Tokyo-Driven by strong shipments of chip manufacturing equipment, Japan’s exports continued double-digit growth in August, although the growth rate has slowed as COVID-19 hits major Asian supply chains and slows factory production. .
Trade growth is unlikely to eliminate concerns about Japan’s economic prospects, which has not yet returned to pre-pandemic levels after being hit hard by the global trade collapse in the first quarter of 2020.
The Ministry of Finance said on Thursday that exports in August increased by 26.2% year-on-year, achieving double-digit growth for the sixth consecutive month, as strong demand for chip manufacturing equipment offset the slowdown in exports from the United States and the European Union.
However, the growth was lower than the 34.0% expected by economists in a Reuters survey and the 37.0% increase last month.
“Exports have been driving the economy. If Japan’s economy does not grow, its recovery prospects may become unstable,” said Takumi Tsunoda, a senior economist at Shinkin Central Bank.
Policymakers are under pressure to keep the fragile recovery intact. The resurgence of pandemics in other parts of Asia has led to the introduction of lockdown measures in manufacturing centers such as Vietnam and Malaysia, which has put economic recovery into question.
“Semiconductor issues have had a considerable impact and put a lot of pressure on car exports,” said Nan Wu, chief economist of the China Financial Research Institute of Agriculture and Forestry.
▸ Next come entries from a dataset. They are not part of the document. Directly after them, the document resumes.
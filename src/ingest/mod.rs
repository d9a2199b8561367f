// src/ingest/mod.rs
pub mod feed;
pub mod fetch;
pub mod scheduler;
pub mod seen;
pub mod types;

use chrono::{DateTime, Utc};
use metrics::counter;
use once_cell::sync::OnceCell;
use regex::Regex;

use crate::config::FeedSource;
use crate::ingest::feed::{normalize_published, parse_feed};
use crate::ingest::seen::SeenSet;
use crate::ingest::types::{FeedEntry, FeedFetcher};

/// Summary cap in characters; bounds the rewriter prompt.
pub const SUMMARY_CAP: usize = 2000;

/// HTML fragment → plain text, capped at [`SUMMARY_CAP`] chars.
///
/// Tags are stripped from the raw fragment before entities are decoded, so
/// text the feed escaped on purpose (`5 &lt; 10`) is kept as text.
pub fn normalize_text(s: &str) -> String {
    // 1) Strip tags
    static RE_TAGS: OnceCell<Regex> = OnceCell::new();
    let re_tags = RE_TAGS.get_or_init(|| Regex::new(r"(?is)<[^>]*>").expect("static regex"));
    let stripped = re_tags.replace_all(s, " ");

    // 2) HTML entity decode
    let mut out = html_escape::decode_html_entities(&stripped).to_string();

    // 3) Collapse whitespace (incl. NBSP)
    static RE_WS: OnceCell<Regex> = OnceCell::new();
    let re_ws = RE_WS.get_or_init(|| Regex::new(r"[\s\u{00A0}]+").expect("static regex"));
    out = re_ws.replace_all(&out, " ").trim().to_string();

    // 4) Length cap
    if out.chars().count() > SUMMARY_CAP {
        out = out.chars().take(SUMMARY_CAP).collect();
    }
    out
}

/// Fetch every source and emit entries whose link is not yet in `seen`.
///
/// Links are added to `seen` as they are emitted, so an item carried by two
/// overlapping feeds only comes out once. A failing source is logged and skipped.
/// Persisting `seen` is the caller's job.
pub async fn run_once(
    fetcher: &dyn FeedFetcher,
    sources: &[FeedSource],
    seen: &mut SeenSet,
    now: DateTime<Utc>,
) -> Vec<FeedEntry> {
    crate::metrics::describe_metrics();

    let mut out = Vec::new();
    for src in sources {
        if src.url.is_empty() {
            continue;
        }
        tracing::info!(source = %src.name, url = %src.url, "fetching feed");

        let items = match fetcher.fetch(&src.url).await.and_then(|body| parse_feed(&body)) {
            Ok(items) => items,
            Err(e) => {
                tracing::warn!(error = ?e, source = %src.name, "feed error, skipping source");
                counter!("ingest_feed_errors_total").increment(1);
                continue;
            }
        };

        for it in items {
            let link = it.link.as_deref().map(str::trim).unwrap_or_default();
            if link.is_empty() || !seen.insert(link) {
                continue;
            }
            let title = it
                .title
                .as_deref()
                .map(normalize_text)
                .filter(|t| !t.is_empty())
                .unwrap_or_else(|| "Untitled".to_string());
            out.push(FeedEntry {
                source_name: src.name.clone(),
                source_url: src.url.clone(),
                title,
                link: link.to_string(),
                published: normalize_published(it.published.as_deref(), now),
                summary: normalize_text(it.summary.as_deref().unwrap_or_default()),
            });
        }
    }

    counter!("ingest_entries_total").increment(out.len() as u64);
    tracing::info!(new_entries = out.len(), "ingest pass complete");
    out
}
“I think that as the bottleneck in the supply of parts and components in Southeast Asia continues, it may affect exports at least before the end of the year.”
Toyota Motor Corp. last week cut its annual production target by 300,000 vehicles, as the increase in COVID-19 infections has slowed the production of parts factories in Vietnam and Malaysia.
A Reuters survey on Tuesday showed that although vaccination rates are increasing and daily COVID-19 infections seem to have peaked, analysts expect Japan’s annual growth rate for the quarter to be 1.2%, much lower than last month’s expected.
According to the data, by destination, shipments to China, Japan’s largest trading partner, increased by 12.6% year-on-year in August, with chemicals and semiconductor parts leading the increase.
As strong demand for power generation equipment offset the decline in car shipments, exports to the world’s largest economy, the United States, soared by 22.8%.
Shipments to Asia increased by 26.1% as a whole, the lowest growth rate in five months, while shipments to the EU increased by 29.9% in August.
Due to strong demand for fuel and medical supplies, imports in August increased by 44.7% year-on-year, while the median estimate was a 40.0% increase.
This resulted in a trade deficit of 635.4 billion yen ($5.81 billion), which is the largest deficit since December 2012 and also higher than the estimated median deficit of 47.7 billion yen.
The trade data was released after a Reuters Tankan survey on Wednesday, which found that the confidence of Japanese manufacturers fell to a five-month low in September as the latest wave of COVID-19 forced factories across Asia to shut down.